Disproportional Elections

Super Tuesday states are supposed to allocate their delegates in line with the GOP’s primary vote. But many states are tipping the scales toward the frontrunner.

These are not the equations states use to determine delegate allocation. But they're probably close. (Shutterstock)

Four years ago, the Republican National Committee was frustrated. The 2012 primary had dragged on for months. The states couldn’t make up their minds. And the party ended up with Mitt Romney, bruised by attack ads even before the Democrats got their first swing.

Republicans agreed this couldn’t happen again. To beat Hillary Clinton, they’d need a strong candidate fast, without all the intraparty bloodletting a protracted primary can bring.

So they built the 2016 primary calendar. It’s slimmer. It slaps down states trying to move elections earlier. And by emphasizing a delegate-allocation system that matches how Republicans actually voted, leaders reasoned the party would gracefully winnow through competition and pick a nominee with a minimum of fuss.

That theory now sports one giant Trump-shaped hole. The billionaire’s towering lead is bolstered by the very system that was meant to prevent a candidate like him from ever making headway.  It’ll go down as one of the biggest ironies in recent political history.

But another well-intentioned tenet of the GOP's reform—a strong preference for proportional delegate selection—has also come into question. Through a series of baffling rules that defy flowcharting, states like Texas and Alabama have effectively unhooked a candidate's popular vote from the number of convention delegates they receive, the real currency of the election. Because of these rules, a candidate could get 30 percent of the vote in several Super Tuesday states and walk away with only a quarter of its delegates—or, conversely, more than half.

Of the 11 states casting ballots this Tuesday, all but Virginia require candidates to hit a threshold of at least 10 percent before they receive delegates. (A contender needs 1,237 to win the nomination.)

Most states also award delegates based on how a candidate performs within the state’s congressional districts. Those counts are often also subject to a minimum cutoff.

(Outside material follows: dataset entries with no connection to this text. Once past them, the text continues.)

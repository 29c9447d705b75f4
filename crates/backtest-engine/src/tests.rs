use anyhow::Result;
use async_trait::async_trait;
use broker_trait::{BrokerClient, OrderSide};
use chrono::{NaiveDate, TimeZone, Utc};
use news_feed::{FileNewsSource, HeadlineRecord};
use rust_decimal::prelude::*;
use rust_decimal::Decimal;
use rust_decimal_macros::dec;
use sentiment_analysis::{Polarity, SentimentScorer, SentimentSignal};
use sentiment_strategy::{
    bracket_order, HoldReason, IterationOutcome, SentimentTrader, Strategy, StrategyConfig,
    StrategyError, StrategyResult,
};

use crate::broker::SimulatedBroker;
use crate::engine::{load_bars, BacktestEngine};
use crate::models::*;

/// Helper: create a HistoricalBar with the given OHLCV data.
fn bar(date: &str, open: f64, high: f64, low: f64, close: f64) -> HistoricalBar {
    HistoricalBar {
        date: date.to_string(),
        open: Decimal::from_f64(open).unwrap(),
        high: Decimal::from_f64(high).unwrap(),
        low: Decimal::from_f64(low).unwrap(),
        close: Decimal::from_f64(close).unwrap(),
        volume: 1_000_000.0,
    }
}

/// Helper: flat bar that never touches a 5% leg.
fn flat(date: &str, price: f64) -> HistoricalBar {
    bar(date, price, price + 1.0, price - 1.0, price)
}

fn date(s: &str) -> NaiveDate {
    NaiveDate::parse_from_str(s, "%Y-%m-%d").unwrap()
}

/// Helper: build a basic config for testing.
fn test_config(start: &str, end: &str) -> BacktestConfig {
    BacktestConfig {
        strategy_name: "mlstrat".to_string(),
        symbol: "SPY".to_string(),
        start_date: date(start),
        end_date: date(end),
        initial_capital: dec!(10000),
        fail_fast: true,
    }
}

/// Broker with `bar` loaded and a long of `qty` opened at its close.
async fn broker_with_long(qty: u64) -> SimulatedBroker {
    let broker = SimulatedBroker::new("SPY", dec!(10000));
    broker.advance(&flat("2024-01-02", 100.0));
    broker
        .submit_bracket_order(bracket_order("SPY", OrderSide::Buy, qty, dec!(100)))
        .await
        .unwrap();
    broker
}

// ---- SimulatedBroker ----

#[tokio::test]
async fn test_buy_fills_at_close_and_debits_cash() {
    let broker = broker_with_long(10).await;

    assert_eq!(broker.cash(), dec!(9000));
    assert_eq!(broker.net_position(), dec!(10));
    assert_eq!(broker.equity(), dec!(10000));
    assert_eq!(broker.get_last_price("SPY").await.unwrap(), dec!(100));
}

#[tokio::test]
async fn test_buy_rejected_without_buying_power() {
    let broker = SimulatedBroker::new("SPY", dec!(500));
    broker.advance(&flat("2024-01-02", 100.0));

    let err = broker
        .submit_bracket_order(bracket_order("SPY", OrderSide::Buy, 6, dec!(100)))
        .await
        .unwrap_err();
    assert!(err.to_string().contains("Insufficient buying power"));
    assert_eq!(broker.cash(), dec!(500));
    assert_eq!(broker.open_lots(), 0);
}

#[tokio::test]
async fn test_short_credits_proceeds() {
    let broker = SimulatedBroker::new("SPY", dec!(10000));
    broker.advance(&flat("2024-01-02", 100.0));
    broker
        .submit_bracket_order(bracket_order("SPY", OrderSide::Sell, 20, dec!(100)))
        .await
        .unwrap();

    assert_eq!(broker.cash(), dec!(12000));
    assert_eq!(broker.net_position(), dec!(-20));
    assert_eq!(broker.equity(), dec!(10000));

    // Price drops 2: short gains 40
    broker.advance(&flat("2024-01-03", 98.0));
    assert_eq!(broker.equity(), dec!(10040));
}

#[tokio::test]
async fn test_take_profit_leg() {
    let broker = broker_with_long(10).await;
    broker.advance(&bar("2024-01-05", 110.0, 121.0, 109.0, 119.0));

    let trades = broker.trades();
    assert_eq!(trades.len(), 1);
    assert_eq!(trades[0].exit_reason, ExitReason::TakeProfit);
    assert_eq!(trades[0].exit_price, dec!(120));
    assert_eq!(trades[0].profit_loss, dec!(200));
    assert_eq!(trades[0].holding_period_days, 3);
    assert_eq!(broker.cash(), dec!(10200));
    assert_eq!(broker.open_lots(), 0);
}

#[tokio::test]
async fn test_stop_loss_wins_when_both_legs_touched() {
    let broker = broker_with_long(10).await;
    broker.advance(&bar("2024-01-03", 100.0, 125.0, 94.0, 110.0));

    let trades = broker.trades();
    assert_eq!(trades.len(), 1);
    assert_eq!(trades[0].exit_reason, ExitReason::StopLoss);
    assert_eq!(trades[0].exit_price, dec!(95));
    assert_eq!(trades[0].profit_loss, dec!(-50));
}

#[tokio::test]
async fn test_gap_through_stop_fills_at_open() {
    let broker = broker_with_long(10).await;
    broker.advance(&bar("2024-01-03", 90.0, 92.0, 88.0, 91.0));

    let trades = broker.trades();
    assert_eq!(trades[0].exit_reason, ExitReason::StopLoss);
    assert_eq!(trades[0].exit_price, dec!(90));
}

#[tokio::test]
async fn test_short_stop_loss_above_entry() {
    let broker = SimulatedBroker::new("SPY", dec!(10000));
    broker.advance(&flat("2024-01-02", 100.0));
    broker
        .submit_bracket_order(bracket_order("SPY", OrderSide::Sell, 10, dec!(100)))
        .await
        .unwrap();

    broker.advance(&bar("2024-01-03", 104.0, 106.0, 103.0, 105.5));

    let trades = broker.trades();
    assert_eq!(trades[0].direction, "short");
    assert_eq!(trades[0].exit_reason, ExitReason::StopLoss);
    assert_eq!(trades[0].exit_price, dec!(105));
    assert_eq!(trades[0].profit_loss, dec!(-50));
    assert_eq!(broker.cash(), dec!(9950));
}

#[tokio::test]
async fn test_close_position_flattens_at_close() {
    let broker = broker_with_long(10).await;
    broker.advance(&flat("2024-01-03", 102.0));

    let order = broker.close_position("SPY").await.unwrap().unwrap();
    assert_eq!(order.side, "sell");
    assert_eq!(order.filled_avg_price.as_deref(), Some("102"));
    assert_eq!(broker.net_position(), Decimal::ZERO);
    assert_eq!(broker.trades()[0].exit_reason, ExitReason::Flatten);
    assert_eq!(broker.cash(), dec!(10020));

    // Already flat
    assert!(broker.close_position("SPY").await.unwrap().is_none());
}

#[tokio::test]
async fn test_no_price_before_first_bar() {
    let broker = SimulatedBroker::new("SPY", dec!(10000));
    assert!(broker.get_last_price("SPY").await.is_err());

    broker.advance(&flat("2024-01-02", 100.0));
    assert!(broker.get_last_price("QQQ").await.is_err());
    assert!(broker.is_paper());
    assert_eq!(broker.broker_name(), "simulated");
}

// ---- BacktestEngine ----

/// Scores 1.0 positive on "beat", 1.0 negative on "miss", neutral otherwise.
struct ScriptedScorer;

#[async_trait]
impl SentimentScorer for ScriptedScorer {
    async fn score(&self, headlines: &[String]) -> Result<SentimentSignal> {
        let joined = headlines.join(" ").to_lowercase();
        Ok(if joined.contains("beat") {
            SentimentSignal::new(1.0, Polarity::Positive)
        } else if joined.contains("miss") {
            SentimentSignal::new(1.0, Polarity::Negative)
        } else {
            SentimentSignal::neutral()
        })
    }

    fn scorer_name(&self) -> &str {
        "scripted"
    }
}

fn headline(published: (i32, u32, u32), text: &str) -> HeadlineRecord {
    let (y, m, d) = published;
    HeadlineRecord {
        symbol: "SPY".to_string(),
        published: Utc.with_ymd_and_hms(y, m, d, 14, 0, 0).unwrap(),
        headline: text.to_string(),
    }
}

#[tokio::test]
async fn test_sentiment_trader_replay() {
    let engine = BacktestEngine::new(test_config("2024-01-01", "2024-01-31"));
    let news = FileNewsSource::new(vec![
        headline((2024, 1, 2), "Index components beat earnings"),
        headline((2024, 1, 15), "Retail sales miss forecasts"),
    ]);
    let mut trader = SentimentTrader::new(
        StrategyConfig::default(),
        engine.broker(),
        news,
        ScriptedScorer,
        engine.clock(),
    )
    .unwrap();

    let bars = vec![
        flat("2024-01-02", 100.0),
        // Outside the range
        flat("2024-02-01", 100.0),
        bar("2024-01-09", 110.0, 125.0, 105.0, 118.0),
        flat("2024-01-16", 100.0),
    ];

    let result = engine.run(&mut trader, &bars).await.unwrap();

    // Buy 50 @ 100, take profit at 120, short 55 @ 100, liquidated at 100
    assert_eq!(result.iterations, 3);
    assert_eq!(result.orders_submitted, 2);
    assert_eq!(result.held_iterations, 1);
    assert_eq!(result.failed_iterations, 0);
    assert_eq!(result.final_equity, dec!(11000));
    assert_eq!(result.total_return, dec!(1000));
    assert_eq!(result.total_trades, 2);
    assert_eq!(result.winning_trades, 1);
    assert_eq!(result.losing_trades, 0);
    assert_eq!(result.trades[0].shares, dec!(50));
    assert_eq!(result.trades[0].exit_reason, ExitReason::TakeProfit);
    assert_eq!(result.trades[1].shares, dec!(55));
    assert_eq!(result.trades[1].direction, "short");
    assert_eq!(result.trades[1].exit_reason, ExitReason::EndOfBacktest);
    assert_eq!(result.equity_curve.len(), 3);
    assert_eq!(result.equity_curve[0].timestamp, "2024-01-02");
    approx::assert_relative_eq!(result.total_return_percent, 10.0);
    approx::assert_relative_eq!(result.max_drawdown_percent, 0.0);
}

/// Fails on the listed iteration numbers, holds otherwise.
struct FlakyStrategy {
    calls: usize,
    fail_on: Vec<usize>,
    initialized: bool,
}

#[async_trait]
impl Strategy for FlakyStrategy {
    fn name(&self) -> &str {
        "flaky"
    }

    async fn initialize(&mut self) -> StrategyResult<()> {
        self.initialized = true;
        Ok(())
    }

    async fn on_iteration(&mut self) -> StrategyResult<IterationOutcome> {
        self.calls += 1;
        if self.fail_on.contains(&self.calls) {
            return Err(StrategyError::InvalidConfig("scripted failure".to_string()));
        }
        Ok(IterationOutcome::Held(HoldReason::BelowThreshold))
    }
}

fn three_bars() -> Vec<HistoricalBar> {
    vec![
        flat("2024-01-02", 100.0),
        flat("2024-01-03", 101.0),
        flat("2024-01-04", 102.0),
    ]
}

#[tokio::test]
async fn test_fail_fast_stops_run() {
    let engine = BacktestEngine::new(test_config("2024-01-01", "2024-01-31"));
    let mut strategy = FlakyStrategy {
        calls: 0,
        fail_on: vec![2],
        initialized: false,
    };

    let err = engine.run(&mut strategy, &three_bars()).await.unwrap_err();
    assert!(format!("{:#}", err).contains("2024-01-03"));
    assert!(strategy.initialized);
    assert_eq!(strategy.calls, 2);
}

#[tokio::test]
async fn test_failures_counted_when_not_fail_fast() {
    let mut config = test_config("2024-01-01", "2024-01-31");
    config.fail_fast = false;
    let engine = BacktestEngine::new(config);
    let mut strategy = FlakyStrategy {
        calls: 0,
        fail_on: vec![1, 3],
        initialized: false,
    };

    let result = engine.run(&mut strategy, &three_bars()).await.unwrap();
    assert_eq!(result.iterations, 3);
    assert_eq!(result.failed_iterations, 2);
    assert_eq!(result.held_iterations, 1);
    assert_eq!(result.final_equity, dec!(10000));
    assert_eq!(result.total_trades, 0);
    assert_eq!(result.win_rate, 0.0);
}

#[tokio::test]
async fn test_rejected_order_does_not_end_default_run() {
    let config: BacktestConfig = serde_json::from_value(serde_json::json!({
        "strategy_name": "mlstrat",
        "symbol": "SPY",
        "start_date": "2024-01-01",
        "end_date": "2024-01-31",
        "initial_capital": "10000",
    }))
    .unwrap();
    let engine = BacktestEngine::new(config);
    let news = FileNewsSource::new(vec![headline((2024, 1, 2), "Index components beat earnings")]);
    let strategy_config = StrategyConfig {
        cash_at_risk: 1.0,
        ..StrategyConfig::default()
    };
    let mut trader = SentimentTrader::new(
        strategy_config,
        engine.broker(),
        news,
        ScriptedScorer,
        engine.clock(),
    )
    .unwrap();
    let bars = vec![
        flat("2024-01-02", 100.5),
        flat("2024-01-03", 101.0),
        flat("2024-01-04", 102.0),
    ];

    let result = engine.run(&mut trader, &bars).await.unwrap();

    // 100 @ 100.5 exceeds cash; 99 @ 101 fits, then held and liquidated at 102
    assert_eq!(result.iterations, 3);
    assert_eq!(result.failed_iterations, 1);
    assert_eq!(result.orders_submitted, 1);
    assert_eq!(result.held_iterations, 1);
    assert_eq!(result.total_trades, 1);
    assert_eq!(result.trades[0].shares, dec!(99));
    assert_eq!(result.final_equity, dec!(10099));
    assert_eq!(result.equity_curve.len(), 3);
}

#[tokio::test]
async fn test_empty_range_is_an_error() {
    let engine = BacktestEngine::new(test_config("2023-01-01", "2023-01-31"));
    let mut strategy = FlakyStrategy {
        calls: 0,
        fail_on: vec![],
        initialized: false,
    };

    assert!(engine.run(&mut strategy, &three_bars()).await.is_err());
    assert!(!strategy.initialized);
}

#[tokio::test]
async fn test_inverted_dates_rejected() {
    let engine = BacktestEngine::new(test_config("2024-02-01", "2024-01-01"));
    let mut strategy = FlakyStrategy {
        calls: 0,
        fail_on: vec![],
        initialized: false,
    };

    let err = engine.run(&mut strategy, &three_bars()).await.unwrap_err();
    assert!(err.to_string().contains("after end"));
}

#[tokio::test]
async fn test_bad_bar_date_rejected() {
    let engine = BacktestEngine::new(test_config("2024-01-01", "2024-01-31"));
    let mut strategy = FlakyStrategy {
        calls: 0,
        fail_on: vec![],
        initialized: false,
    };

    let err = engine
        .run(&mut strategy, &[flat("01/02/2024", 100.0)])
        .await
        .unwrap_err();
    assert!(err.to_string().contains("Invalid bar date"));
}

#[test]
fn test_load_bars_from_file() {
    let path = std::env::temp_dir().join(format!("bars-{}.json", std::process::id()));
    let bars = three_bars();
    std::fs::write(&path, serde_json::to_string(&bars).unwrap()).unwrap();

    let loaded = load_bars(&path).unwrap();
    std::fs::remove_file(&path).ok();
    assert_eq!(loaded, bars);
}

#[test]
fn test_load_bars_missing_file() {
    assert!(load_bars("/nonexistent/bars.json").is_err());
}

#[test]
fn test_config_fail_fast_defaults_off() {
    let config: BacktestConfig = serde_json::from_str(
        r#"{"strategy_name":"mlstrat","symbol":"SPY","start_date":"2020-01-01",
            "end_date":"2023-12-31","initial_capital":"100000"}"#,
    )
    .unwrap();
    assert!(!config.fail_fast);
    assert_eq!(config.initial_capital, dec!(100000));

    let strict: BacktestConfig = serde_json::from_str(
        r#"{"strategy_name":"mlstrat","symbol":"SPY","start_date":"2020-01-01",
            "end_date":"2023-12-31","initial_capital":"100000","fail_fast":true}"#,
    )
    .unwrap();
    assert!(strict.fail_fast);
}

If that wasn't complicated enough, several states add or remove a candidate's delegates based on how the rest of the field fares, giving extra points when competition is distant and dinging contenders when they're caught in a scrum.

If that sounds complicated, it is. The official guidance for this stuff sounds like a logic puzzle from the LSATs. Here are the rules from Texas:

At-large delegates: Proportional based on statewide vote with a 20% threshold. If only one candidate reaches the 20% threshold, then the second highest vote-getter is also proportionally allocated delegates. If a candidate receives >50% of statewide vote, candidate receives all [at-large] delegates.

Congressional delegates: Proportional based on congressional district vote with a 20% threshold. If only one candidate reaches 20%, candidate receives all three CD delegates. If two candidates reach 20%, highest vote-getter receives two delegates and second highest receives one. If no candidate reaches 20%, top three candidates receive one delegate each. If candidate receives >50% of congressional district vote, candidate receives all congressional district delegates.

Whoof.

This system could seriously skew results. The congressional-district delegates would seem to introduce geographic variability, punishing candidates who don’t enjoy widespread support.  And cutoffs—especially ones that consider how the surrounding field performs—could lock contenders out of a supposedly “proportional” race.

To test this, I built a quick computer simulation focusing on Texas. The script, starting with an expected statewide vote percentage for a given candidate, randomly assigned votes for the entire five-person field at the congressional-district level a few thousand times, using Texas’s guidelines to see where the delegates would fall.

This obviously isn't how real voting works, and the results tended to clump around statistical averages that might not come into play during the actual election. Even so, it showed how delegate math, a matter of simple of multiplication in most states, could become something approaching calculus in Texas.

First, a candidate's overall delegate count is heavily affected by whether their support is spread across the state or concentrated in a few congressional seats. Low-scoring candidates got a boost if their votes originated from a handful of districts, which allowed them to scoop up local bonuses; the effect was the opposite for statewide favorites, who lost out when their votes were unevenly distributed.

Secondly, if a candidate does have broad support, Texas effectively turns into a winner-take-all state. In several simulations, a front-runner with a 51 percent majority could scoop up all the delegates. Even if that vote was squeezed into a few districts, usually a bummer for front-runners, the leader still got 65 percent of the delegates.

But mostly, I was surprised by the sheer spread of possibilities. If Texas was truly a proportional state, a candidate with 33 percent of the vote could expect 51 delegates. According to the simulation, the probabilities actually stretch from the low 50s to above 100.

Texas is not alone in this; Alabama has virtually identical rules, and states like Georgia have clauses that switch the election into a winner-take-all contest if one candidate reaches a certain percentage.

This is tolerated by the Republican National Committee, which only requires that Super Tuesday states adhere to some level of proportional allocation. But it's hard to argue that the state rules don't alter the spirit of the plan. If the RNC's intention was to peg a candidate's power at the convention to the popular vote, then the states have effectively undone that grand plan. It'll make for an interesting Tuesday.